Modeschau im Himalaya «Niemand muss um den Globus fliegen, um Kleider zu präsentieren»

Von Carlotta Henggeler

6.10.2021

Nepal, Mount Cho Oyu: Model Julia Kristina Müller aus Frankfurt präsentierte eine Kreation des nepalesischen Modehauses Kasa auf einem Laufsteg auf 5500 Metern Höhe in der Nähe des Basislagers des Mount Cho Oyu im Himalaja-Gebirge.
Nepal, Mount Cho Oyu: Model Julia Kristina Müller aus Frankfurt präsentierte eine Kreation des nepalesischen Modehauses Kasa auf einem Laufsteg auf 5500 Metern Höhe in der Nähe des Basislagers des Mount Cho Oyu im Himalaja-Gebirge.
Siddharth V Pandey/Mt. Everest Fashion Runway/Kasa/dpa

Die höchste Fashionshow der Welt fand auf 5500 Meter über Meer statt, mitten im Himalaja-Gebirge. Laut den Organisatoren stand es im Zeichen der Nachhaltigkeit. Quatsch, sagt ein Klima-Experte. 

Von Carlotta Henggeler

Im September 2021 fand die Mount-Everest-Fashion-Runaway-Season statt. Zwölf Tage liefen die dreizehn Models und ein paar Dutzend Crewmitglieder zum Basislager des Mount Cho Oyu, wo das Mode-Happening stattfand. Ihre Mission: einen Eintrag im «Guinnessbuch der Rekorde», als höchstgelegene Modeschau der Welt

Die Models mussten den Berg hochlaufen, damit sie sich an die Höhe gewöhnen konnten und weil der Event unter einem Nachhaltigkeitsmotto stand, erklärt Organisator Pankaj K. Gupta aus Indien.

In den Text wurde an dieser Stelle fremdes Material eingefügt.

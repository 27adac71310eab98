//! Turns a non-success status code and its body into a `DecodedError`.
//!
//! GeoServer answers most failures with plain text, but some (for example a
//! REST path assembled from an empty resource name) come back as a JSON
//! object `{message, url, status, servlet}`. The normalizer tries the
//! structured form first and always pairs the result with a canned label
//! looked up from the status code, so a reader gets both the known condition
//! and whatever the server said.

use std::borrow::Cow;

use serde::Deserialize;
use thiserror::Error;

/// A server-reported failure, normalized for display.
///
/// The `status` field of a structured body is ignored: the HTTP status of
/// the exchange is authoritative.
#[derive(Debug, Clone, PartialEq, Eq, Error)]
#[error("{label} (HTTP {status}): {message}")]
pub struct DecodedError {
    pub status: u16,
    /// Canned description of the status code, e.g. `Not Found`.
    pub label: String,
    /// Structured message when the body carried one, the raw body otherwise.
    pub message: String,
    pub url: String,
    /// Server component that produced the error, when reported.
    pub servlet: Option<String>,
}

#[derive(Debug, Deserialize)]
struct StructuredError {
    message: String,
    #[serde(default)]
    url: Option<String>,
    #[serde(default)]
    servlet: Option<String>,
}

/// Canned label for a status code.
pub fn status_label(status: u16) -> Cow<'static, str> {
    match status {
        401 => Cow::Borrowed("Unauthorized"),
        403 => Cow::Borrowed("Forbidden"),
        404 => Cow::Borrowed("Not Found"),
        405 => Cow::Borrowed("Method Not Allowed"),
        500 => Cow::Borrowed("Internal Server Error"),
        other => Cow::Owned(format!("Unexpected Error with status code {other}")),
    }
}

/// Build a `DecodedError` from a status code, a response body and the URL
/// the request was sent to.
pub fn normalize(status: u16, body: &[u8], url: &str) -> DecodedError {
    let label = status_label(status).into_owned();
    match serde_json::from_slice::<StructuredError>(body) {
        Ok(structured) => DecodedError {
            status,
            label,
            message: structured.message,
            url: structured
                .url
                .filter(|u| !u.is_empty())
                .unwrap_or_else(|| url.to_string()),
            servlet: structured.servlet.filter(|s| !s.is_empty()),
        },
        Err(_) => DecodedError {
            status,
            label,
            message: String::from_utf8_lossy(body).trim().to_string(),
            url: url.to_string(),
            servlet: None,
        },
    }
}

#[cfg(test)]
mod tests {
    use super::*;

    #[test]
    fn plain_text_body_keeps_label_and_raw_text() {
        let err = normalize(404, b"No such layer: topp:states", "http://h/gs/rest/layers/x");
        assert_eq!(err.label, "Not Found");
        assert!(err.message.contains("No such layer: topp:states"));
        assert_eq!(err.url, "http://h/gs/rest/layers/x");
        assert!(err.servlet.is_none());
        let rendered = err.to_string();
        assert!(rendered.contains("Not Found"));
        assert!(rendered.contains("No such layer"));
    }

    #[test]
    fn structured_body_uses_server_message() {
        let err = normalize(404, br#"{"message":"no such workspace"}"#, "http://h/gs");
        assert_eq!(err.label, "Not Found");
        assert_eq!(err.message, "no such workspace");
        assert_eq!(err.url, "http://h/gs");
    }

    #[test]
    fn structured_body_fills_origin_fields() {
        let body = br#"{"message":"boom","url":"/geoserver/rest/workspaces/","status":"500","servlet":"dispatcher"}"#;
        let err = normalize(500, body, "http://h/geoserver/rest/workspaces/");
        assert_eq!(err.label, "Internal Server Error");
        assert_eq!(err.message, "boom");
        assert_eq!(err.url, "/geoserver/rest/workspaces/");
        assert_eq!(err.servlet.as_deref(), Some("dispatcher"));
    }

    #[test]
    fn numeric_status_in_body_is_accepted() {
        let err = normalize(403, br#"{"message":"nope","status":403}"#, "u");
        assert_eq!(err.label, "Forbidden");
        assert_eq!(err.message, "nope");
    }

    #[test]
    fn json_without_message_falls_back_to_raw_body() {
        let err = normalize(405, br#"{"error":"x"}"#, "u");
        assert_eq!(err.label, "Method Not Allowed");
        assert_eq!(err.message, r#"{"error":"x"}"#);
    }

    #[test]
    fn unknown_status_gets_generic_label() {
        let err = normalize(418, b"teapot", "u");
        assert_eq!(err.label, "Unexpected Error with status code 418");
        assert!(err.to_string().contains("teapot"));
    }

    #[test]
    fn http_status_wins_over_body_status() {
        let err = normalize(401, br#"{"message":"denied","status":"500"}"#, "u");
        assert_eq!(err.status, 401);
        assert_eq!(err.label, "Unauthorized");
    }
}
//! Synchronous client core for the GeoServer REST and GeoWebCache APIs.
//!
//! # Overview
//! A `GeoServer` catalog composes resource URLs below a configured endpoint,
//! describes each exchange as an `HttpRequest`, dispatches it over a blocking
//! HTTP agent and interprets the `HttpResponse`: the expected status goes
//! through the JSON/XML codec, anything else through the error normalizer.
//!
//! # Design
//! - `GeoServer` is immutable after construction and safe to share between
//!   threads. All I/O lives in `dispatch`.
//! - Each operation is split into `build_*` (produces request) and
//!   `parse_*` (consumes response), so both halves are testable without a
//!   server.
//! - The wire quirks of the REST API (CRS objects, integer ranges sent as
//!   strings, the task status table) are absorbed by dedicated serde types
//!   in `crs`, `range` and `tasks`.

pub mod client;
pub mod codec;
pub mod config;
pub mod crs;
pub mod dispatch;
pub mod error;
pub mod gwc;
pub mod http;
pub mod normalize;
pub mod range;
pub mod target;
pub mod tasks;
pub mod types;

pub use client::{check_status, GeoServer, Query};
pub use config::CatalogConfig;
pub use crs::Crs;
pub use error::{ApiError, Result};
pub use gwc::{GwcLayer, SeedKind, SeedRequest};
pub use http::{HttpMethod, HttpRequest, HttpResponse};
pub use normalize::{normalize, DecodedError};
pub use range::GridRange;
pub use target::compose_url;
pub use tasks::{decode_tasks, TaskRecord, TaskStatus};
pub use types::{BoundingBox, Coverage, CoverageBody, Grid, Keywords, Resource, Transform};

Eine Modeschau gegen die Klimaveränderung?

Die Macher wollten ein Zeichen gegen den Klimawandel setzen. Bei den Designerklamotten und dem Schmuck machte man allerdings eine Ausnahme und flog diese mit dem Helikopter zum Catwalk. Die Kleider wären sonst zerknittert gewesen und beim Basislager hatte man kein Bügeleisen. Um den verursachten CO2-Ausstoss des gesamten Anlasses zu kompensieren, habe man zwei Dutzend Bäume gepflanzt, weitere sollen folgen, vermeldeten die Event-Macher. 

Ein Trend. Immer öfter lassen Organisatoren ihre Events und Konzerte mit CO-ausgleichenden Aktionen kompensieren. Bäume pflanzen lassen gegen das schlechte Gewissen, ist das ökologisch gesehen sinnvoll oder gar schädlich? Wir haben bei Georg Klingler nachgefragt. Er ist Climate-and-Energy-Campaigner bei Greenpeace Schweiz

Was halten Sie von dieser modischen Aktion?

Die Aktion scheint ehrlich gemeint, auch wenn der Eindruck entsteht, dass es vor allem um geschicktes Marketing geht. Klima und Abfall bewegen die Menschen, die Pflanzung von Bäumen und das Einsammeln des Abfalls gibt gute Bilder von umweltbewussten Menschen, die darüber hinwegtäuschen, dass die ganze Geschichte leider gar nicht nachhaltig ist.

Erklären Sie uns das bitte genauer.

Wir können nicht für den Schutz vor dem Klimakollaps einstehen und gleichzeitig für eine Show, die den Konsum ankurbeln möchte, um die Welt fliegen. Schon gar nicht können wir die damit verursachte Zerstörung einfach mit Bäumen wieder wegpflanzen. Diese Art von Kompensation von klimaschädlichem Verhalten hilft nichts, sie verursacht teilweise sogar mehr Schaden als Nutzen. Fachexpert*innen empfehlen daher, vom Bäumepflanzen als Klimakompensation abzusehen.

«Diese Art von Kompensation von klimaschädlichem Verhalten hilft nichts, sie verursacht teilweise sogar mehr Schaden als Nutzen.»

Was schlagen Sie vor?

Die Lösung wäre einfach: Um eine lebenswerte Zukunft für unsere Kinder zu sichern, müssen wir aufhören, die Atmosphäre mit CO2 zu destabilisieren. Es gibt genug Alternativen, niemand muss um den Globus fliegen, um Kleider zu präsentieren. Toll wäre es, wenn die Macher*innen hinter einer solchen Show ihre geniale Kreativität tatsächlich für das Vermeiden von schädlichen Emissionen einsetzten. Dann könnten wir wirklich was bewegen.